Participation in end game was a rite of passage. So much so that unless one was in a raiding guild, one had to know someone in a raiding guild to even see the content. Or get lucky spamming trade chat LFG.
Then Burning Crusade came out. Flying mounts were introduced as were a couple of new races (the mere thought of a Blood Elf Paladin really made some alliance stalwarts cringe.) Flying mounts planted the seeds of immediacy for players, allowing them to go anywhere they wanted to in the new expansion setting. Though the added geography really wasn’t all that sizable.
Blizzard noticed a divide forming between the geared and the wannabe geared in the original, so BC’s PvE dungeons were made smaller to speed up the casual player’s progression. What happened however was the ubers got to gear up even faster, and then their alts got to gear up faster. I lost count of the number of players I know who were irked at replacing T2 & T3 purples with BC quest greens within the first week of playing the expansion. Item socketing became paramount and the money was considered ridiculous by vanilla standards. Regardless, end game content still remained the exclusive property of raiding guilds.
By Wrath of the Lich King item levels and loot became even more ludicrous, as World of Warcraft’s focus steered even closer to making end game accessible to the masses. BoAs were born to accelerate this, though the only characters they affected were alts of toons who were already geared and had emblems to burn. If a player already had a level 55 character, the new Death Knight hero class became available. It spawned at level 55, so the time normally invested in level grinding was minimized. Naxxramas was relocated and tweaked. Patch 3.1 introduced us to Ulduar. Patch 3.2 brought us ToC – which rapidly earned its reputation as a loot piñata. Patch 3.2.2 featured a most excellent rebirth of Onyxia’s Lair. All this to get more players into end game more quickly.
But the piece de resistance was patch 3.3 which gave us both Icecrown Citadel (at last… the REAL end game!) and the Dungeonfinder tool.

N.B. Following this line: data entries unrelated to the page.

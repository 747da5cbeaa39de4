//! Downstream booking-creation signal
//!
//! After a checkout is captured, the ledger asks the scheduling provider to
//! create the reservation. The provider confirms asynchronously through its
//! own webhook; this call only starts the flow.

use serde_json::json;
use uuid::Uuid;

use crate::error::{PipelineError, PipelineResult};

/// A booking-creation request derived from a captured checkout.
#[derive(Debug, Clone)]
pub struct BookingRequest {
    /// Internal id of the freshly captured Payment row.
    pub payment_id: Uuid,
    /// Provider-assigned event type (offering) id.
    pub cal_event_type_id: i64,
    /// Requested session start, RFC 3339.
    pub start_time: String,
    pub attendee_name: String,
    pub attendee_email: String,
    pub attendee_time_zone: String,
    /// Checkout session id, threaded through so the confirmation webhook can
    /// link the booking back to the payment.
    pub checkout_session_id: String,
}

/// HTTP client for the scheduling provider's booking API.
#[derive(Clone)]
pub struct SchedulingClient {
    client: reqwest::Client,
    base_url: String,
    api_key: String,
}

impl SchedulingClient {
    pub fn from_env() -> PipelineResult<Self> {
        let base_url = std::env::var("CAL_API_URL")
            .unwrap_or_else(|_| "https://api.cal.com/v1".to_string());
        let api_key = std::env::var("CAL_API_KEY")
            .map_err(|_| PipelineError::Config("CAL_API_KEY not set".to_string()))?;

        Ok(Self::new(&base_url, &api_key))
    }

    pub fn new(base_url: &str, api_key: &str) -> Self {
        Self {
            client: reqwest::Client::new(),
            base_url: base_url.trim_end_matches('/').to_string(),
            api_key: api_key.to_string(),
        }
    }

    /// Request a reservation for a captured payment.
    ///
    /// Exactly one call per first-time capture; the ledger suppresses this on
    /// duplicate deliveries. A non-2xx response or transport error surfaces
    /// as `DispatchFailed` so the caller can alert - money has already been
    /// captured at this point.
    pub async fn request_booking(&self, req: &BookingRequest) -> PipelineResult<()> {
        let body = json!({
            "eventTypeId": req.cal_event_type_id,
            "start": req.start_time,
            "timeZone": req.attendee_time_zone,
            "language": "en",
            "responses": {
                "name": req.attendee_name,
                "email": req.attendee_email,
            },
            "metadata": {
                "checkoutSessionId": req.checkout_session_id,
                "paymentId": req.payment_id.to_string(),
            },
        });

        let resp = self
            .client
            .post(format!("{}/bookings", self.base_url))
            .query(&[("apiKey", self.api_key.as_str())])
            .json(&body)
            .send()
            .await
            .map_err(|e| PipelineError::DispatchFailed(e.to_string()))?;

        if !resp.status().is_success() {
            let status = resp.status();
            let text = resp.text().await.unwrap_or_default();
            return Err(PipelineError::DispatchFailed(format!(
                "scheduling provider returned {}: {}",
                status, text
            )));
        }

        tracing::info!(
            payment_id = %req.payment_id,
            cal_event_type_id = req.cal_event_type_id,
            "Booking creation requested from scheduling provider"
        );
        Ok(())
    }
}
//! Mentora Background Worker
//!
//! Handles scheduled jobs:
//! - Ranking reducer: fold unprocessed analytics events into mentor scores
//!   (every 15 minutes)
//! - Ranking decay: 5% multiplicative decay of all scores (weekly)
//! - Heartbeat (every 5 minutes)
//!
//! Both ranking jobs are idempotent under overlapping triggers: a reducer
//! run that finds no unprocessed events does nothing, and an extra decay is
//! just a slightly larger decay.

use std::time::Duration;

use anyhow::Context;
use mentora_pipeline::RankingReducer;
use tokio_cron_scheduler::{Job, JobScheduler};
use tracing::{error, info};

#[tokio::main]
async fn main() -> anyhow::Result<()> {
    // Initialize logging
    tracing_subscriber::fmt()
        .with_env_filter(
            tracing_subscriber::EnvFilter::try_from_default_env()
                .unwrap_or_else(|_| tracing_subscriber::EnvFilter::new("info")),
        )
        .init();

    // Load environment
    dotenvy::dotenv().ok();

    info!("Starting Mentora Worker");

    let database_url = std::env::var("DATABASE_URL").context("DATABASE_URL must be set")?;
    let pool = mentora_shared::create_pool(&database_url).await?;
    info!("Database pool created");
    let reducer = RankingReducer::new(pool.clone());

    let scheduler = JobScheduler::new().await?;

    // Job 1: Ranking reducer (every 15 minutes)
    // Cron: at minute 0, 15, 30, 45 of every hour
    let reducer_job = reducer.clone();
    scheduler
        .add(Job::new_async("0 */15 * * * *", move |_uuid, _l| {
            let reducer = reducer_job.clone();
            Box::pin(async move {
                info!("Running ranking reducer");
                match reducer.run().await {
                    Ok(summary) => info!(
                        events_consumed = summary.events_consumed,
                        mentors_updated = summary.mentors_updated,
                        "Ranking reducer run complete"
                    ),
                    Err(e) => error!(error = %e, "Ranking reducer run failed"),
                }
            })
        })?)
        .await?;
    info!("Scheduled: Ranking reducer (every 15 minutes)");

    // Job 2: Weekly score decay (Sundays at 03:00 UTC)
    let decay_reducer = reducer.clone();
    scheduler
        .add(Job::new_async("0 0 3 * * Sun", move |_uuid, _l| {
            let reducer = decay_reducer.clone();
            Box::pin(async move {
                info!("Running weekly ranking decay");
                match reducer.decay().await {
                    Ok(mentors) => info!(mentors = mentors, "Ranking decay complete"),
                    Err(e) => error!(error = %e, "Ranking decay failed"),
                }
            })
        })?)
        .await?;
    info!("Scheduled: Ranking decay (weekly, Sunday 03:00 UTC)");

    // Job 3: Health check heartbeat (every 5 minutes)
    scheduler
        .add(Job::new_async("0 */5 * * * *", |_uuid, _l| {
            Box::pin(async move {
                info!("Worker heartbeat - all systems operational");
            })
        })?)
        .await?;
    info!("Scheduled: Health check heartbeat (every 5 minutes)");

    info!("Starting job scheduler");
    scheduler.start().await?;

    info!("Mentora Worker started successfully with 3 scheduled jobs");

    // Keep the main task running; the scheduler runs jobs in background tasks
    loop {
        tokio::time::sleep(Duration::from_secs(3600)).await;
    }
}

The Dungeonfinder in combination with Northrend’s Heroism and Valor emblems (copiously awarded for merely completing a dungeon using the system) allowed players to grind epic level gear in practically no time. Soon, characters became raid geared before the players themselves were actually ready to raid, causing FAIL/noob attitudes to erupt in randoms and widened the divide even more.
Also introduced in Wrath was phasing where timelines changed throughout the course of quest chains. While it was a clever way to expand the expansion, it basically sucked for ongoing group play. Unless characters were on the same quest in a quest chain, they couldn’t play together in the same geographical area because they were (all together now) on different timelines. Hell, they couldn’t even see each other! So unless playing schedules meshed perfectly, players would have to solo and farm or grind rep elsewhere until their friends caught up. But that was OK with Blizzard as quests were nerfed to account for it… to the point where the vast majority of them became easily soloable. Only a few in each zone required any true group participation.

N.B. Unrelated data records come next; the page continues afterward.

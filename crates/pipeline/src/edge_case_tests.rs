// Test file - these are expected patterns in test code
#![allow(clippy::unwrap_used)]
#![allow(clippy::expect_used)]

//! Edge Case Tests for the Reconciliation Pipeline
//!
//! Tests critical boundary conditions in:
//! - Fee splitting (FEE-01 to FEE-04)
//! - Signature verification (SIG-01 to SIG-05)
//! - Ranking reduction (RANK-01 to RANK-05)
//! - Scheduling event parsing (SCHED-01 to SCHED-04)

#[cfg(test)]
mod fee_edge_cases {
    use crate::fees::{split, PLATFORM_FEE_PERCENT};

    // =========================================================================
    // FEE-01: One-cent amount - platform share floors to zero
    // =========================================================================
    #[test]
    fn test_one_cent_goes_entirely_to_mentor() {
        let s = split(1);
        assert_eq!(s.platform_fee_cents, 0);
        assert_eq!(s.mentor_payout_cents, 1);
    }

    // =========================================================================
    // FEE-02: Amount just below a fee boundary
    // =========================================================================
    #[test]
    fn test_six_cents_still_floors() {
        // 15% of 6 = 0.9 -> 0
        let s = split(6);
        assert_eq!(s.platform_fee_cents, 0);
    }

    // =========================================================================
    // FEE-03: Amount exactly at a fee boundary
    // =========================================================================
    #[test]
    fn test_boundary_amount_takes_whole_cent() {
        // 15% of 20 = 3 exactly
        let s = split(20);
        assert_eq!(s.platform_fee_cents, 3);
        assert_eq!(s.mentor_payout_cents, 17);
    }

    // =========================================================================
    // FEE-04: Large amount does not overflow i64
    // =========================================================================
    #[test]
    fn test_large_amount() {
        let amount = 10_000_000_000i64; // $100M in cents
        let s = split(amount);
        assert_eq!(s.platform_fee_cents, amount * PLATFORM_FEE_PERCENT / 100);
        assert_eq!(s.platform_fee_cents + s.mentor_payout_cents, amount);
    }
}

#[cfg(test)]
mod signature_edge_cases {
    use hmac::{Hmac, Mac};
    use sha2::Sha256;

    use crate::error::PipelineError;
    use crate::signature::{SignatureScheme, SignatureVerifier};

    fn sign(secret: &str, message: &str) -> String {
        let key = secret.strip_prefix("whsec_").unwrap_or(secret);
        let mut mac = Hmac::<Sha256>::new_from_slice(key.as_bytes()).unwrap();
        mac.update(message.as_bytes());
        hex::encode(mac.finalize().into_bytes())
    }

    // =========================================================================
    // SIG-01: Empty signature header - rejected, not panicked
    // =========================================================================
    #[test]
    fn test_empty_header_rejected() {
        let v = SignatureVerifier::new("secret", SignatureScheme::PlainHex);
        assert!(v.verify("body", "").is_err());

        let v = SignatureVerifier::new("whsec_x", SignatureScheme::TimestampedV1);
        assert!(v.verify("body", "").is_err());
    }

    // =========================================================================
    // SIG-02: Signature with correct content but wrong length prefix
    // =========================================================================
    #[test]
    fn test_truncated_signature_rejected() {
        let v = SignatureVerifier::new("secret", SignatureScheme::PlainHex);
        let full = sign("secret", "body");
        assert!(v.verify("body", &full[..full.len() - 2]).is_err());
    }

    // =========================================================================
    // SIG-03: Timestamp exactly at the tolerance boundary - accepted
    // =========================================================================
    #[test]
    fn test_timestamp_at_tolerance_boundary() {
        let v = SignatureVerifier::new("whsec_key", SignatureScheme::TimestampedV1);
        let t = 1_700_000_000i64;
        let sig = sign("whsec_key", &format!("{}.{}", t, "{}"));
        let header = format!("t={},v1={}", t, sig);

        // 300 seconds is still inside, 301 is out
        assert!(v.verify_timestamped("{}", &header, t + 300).is_ok());
        assert!(v.verify_timestamped("{}", &header, t + 301).is_err());
    }

    // =========================================================================
    // SIG-04: Future-dated timestamp beyond tolerance - rejected
    // =========================================================================
    #[test]
    fn test_future_timestamp_rejected() {
        let v = SignatureVerifier::new("whsec_key", SignatureScheme::TimestampedV1);
        let t = 1_700_000_000i64;
        let sig = sign("whsec_key", &format!("{}.{}", t, "{}"));
        let header = format!("t={},v1={}", t, sig);

        assert!(v.verify_timestamped("{}", &header, t - 400).is_err());
    }

    // =========================================================================
    // SIG-05: Extra unknown header parts (v0=) do not break parsing
    // =========================================================================
    #[test]
    fn test_extra_header_parts_ignored() {
        let v = SignatureVerifier::new("whsec_key", SignatureScheme::TimestampedV1);
        let t = 1_700_000_000i64;
        let sig = sign("whsec_key", &format!("{}.{}", t, "{}"));
        let header = format!("t={},v0=deadbeef,v1={}", t, sig);

        assert!(v.verify_timestamped("{}", &header, t).is_ok());
    }

    // Rejection reason is always the same variant regardless of failure mode
    #[test]
    fn test_uniform_rejection_variant() {
        let v = SignatureVerifier::new("secret", SignatureScheme::PlainHex);
        for header in ["", "zz", "00", &"0".repeat(64)] {
            match v.verify("body", header) {
                Err(PipelineError::SignatureInvalid) => {}
                other => panic!("expected SignatureInvalid, got {:?}", other),
            }
        }
    }
}

#[cfg(test)]
mod ranking_edge_cases {
    use uuid::Uuid;

    use crate::ranking::{compute_deltas, UnprocessedEvent, DECAY_FACTOR};

    fn event(event_type: &str, mentor_id: Uuid) -> UnprocessedEvent {
        UnprocessedEvent {
            id: Uuid::new_v4(),
            event_type: event_type.to_string(),
            mentor_id,
        }
    }

    // =========================================================================
    // RANK-01: Reference scenario - 3 views + 1 completed = 10.9
    // =========================================================================
    #[test]
    fn test_reference_delta() {
        let mentor = Uuid::new_v4();
        let events = vec![
            event("profile_view", mentor),
            event("profile_view", mentor),
            event("profile_view", mentor),
            event("booking_completed", mentor),
        ];
        assert!((compute_deltas(&events)[&mentor] - 10.9).abs() < 1e-9);
    }

    // =========================================================================
    // RANK-02: Pure-cancellation batch produces a negative delta
    // =========================================================================
    #[test]
    fn test_negative_delta() {
        let mentor = Uuid::new_v4();
        let events = vec![event("booking_cancelled", mentor)];
        assert!((compute_deltas(&events)[&mentor] + 5.0).abs() < 1e-9);
    }

    // =========================================================================
    // RANK-03: All-unknown batch yields a zero delta (events still consumed)
    // =========================================================================
    #[test]
    fn test_unknown_only_batch() {
        let mentor = Uuid::new_v4();
        let events = vec![event("mystery", mentor), event("mystery", mentor)];
        let deltas = compute_deltas(&events);
        assert_eq!(deltas[&mentor], 0.0);
    }

    // =========================================================================
    // RANK-04: Many mentors in one batch stay independent
    // =========================================================================
    #[test]
    fn test_many_mentors() {
        let mentors: Vec<Uuid> = (0..100).map(|_| Uuid::new_v4()).collect();
        let events: Vec<UnprocessedEvent> = mentors
            .iter()
            .map(|m| event("booking_completed", *m))
            .collect();

        let deltas = compute_deltas(&events);
        assert_eq!(deltas.len(), 100);
        assert!(deltas.values().all(|d| (d - 10.0).abs() < 1e-9));
    }

    // =========================================================================
    // RANK-05: Decay compounds; two runs on 100 give 95 then 90.25
    // =========================================================================
    #[test]
    fn test_decay_compounding() {
        let mut score = 100.0;
        score *= DECAY_FACTOR;
        assert!((score - 95.0).abs() < 1e-9);
        score *= DECAY_FACTOR;
        assert!((score - 90.25).abs() < 1e-9);
    }
}

#[cfg(test)]
mod scheduling_edge_cases {
    use serde_json::json;

    use crate::scheduling::SchedulingEvent;

    // =========================================================================
    // SCHED-01: Envelope with unknown trigger still parses
    // =========================================================================
    #[test]
    fn test_unknown_trigger_parses() {
        let body = json!({
            "triggerEvent": "RECORDING_READY",
            "createdAt": "2026-09-01T00:00:00Z",
            "payload": { "anything": true }
        })
        .to_string();

        let event = SchedulingEvent::parse(&body).unwrap();
        assert_eq!(event.trigger_event, "RECORDING_READY");
    }

    // =========================================================================
    // SCHED-02: Envelope missing createdAt is tolerated
    // =========================================================================
    #[test]
    fn test_missing_created_at() {
        let body = r#"{"triggerEvent":"PING","payload":{}}"#;
        let event = SchedulingEvent::parse(body).unwrap();
        assert!(event.created_at.is_none());
    }

    // =========================================================================
    // SCHED-03: Non-JSON body rejected as invalid payload
    // =========================================================================
    #[test]
    fn test_non_json_rejected() {
        assert!(SchedulingEvent::parse("not json").is_err());
    }

    // =========================================================================
    // SCHED-04: Extra unknown envelope fields are ignored
    // =========================================================================
    #[test]
    fn test_extra_fields_ignored() {
        let body = json!({
            "triggerEvent": "PING",
            "createdAt": "2026-09-01T00:00:00Z",
            "payload": {},
            "appId": "cal-video",
            "secretHint": "xyz"
        })
        .to_string();

        assert!(SchedulingEvent::parse(&body).is_ok());
    }
}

So here we are in Cataclysm, where solo-friendly phasing remains intact. Where a single daily quest that takes 10 minutes to complete yields more money for a character than vanilla’s AQ40 did over the course of a week. Original level 60 Tier 3 epic gear was item level 88 and took almost a year of raid grinding and trading up to acquire. Current level 85 Cata Tier 12 gear is approaching item level 400 and can be had in just months of raiding – if not weeks for the serious player. We also have the ability to fly anywhere in the game now at upwards of 300% normal movement speed – in some cases just short of 500% with the master riding skill, guild perks and mounted movement bonuses. I dare say that, in the same way automation technologies and the World Wide Web shrunk our planet, the combination of game play nerfing and Cata’s flying system has shrunk World of Warcraft.
Courtesy of patch 4.2 there is now a Raidfinder system (can you say sphincter factor 12?) to complement the Dungeonfinder. Originally, LK’s Dungeonfinder was intended to not only gear up characters faster, but also to provide live fire reps so players could improve their teamwork in preparation for raiding. Cata dungeons are a direct extension of that as some of the boss fights are downright technical in nature.
In part I’m sure the difficulty of level-appropriate Cata heroics was intended to prepare players for the use of Raidfinder. But the expectation that players invest hours of spare time watching Youtube videos to learn a boss fight just so they can participate in a heroic smacks of catering to the hardcore customer. Which can be a good thing as long as it’s also good for business.
But is it?
While definitely not hurting, Blizzard’s subscribership is slowly shrinking. Their spin is that (a) players are getting so good that they are consuming content too fast, and (b) subscribership is subject to major expansion release churnover. According to Blizzard president Michael Morhaime, the cure is more expeditious releases of “major new raid and dungeon content.” The plan is to slow it down by speeding it up. They’ve even gone the way of other struggling MMORPGs and made the game free to play up to level 20, calling it the World of Warcraft Starter Edition.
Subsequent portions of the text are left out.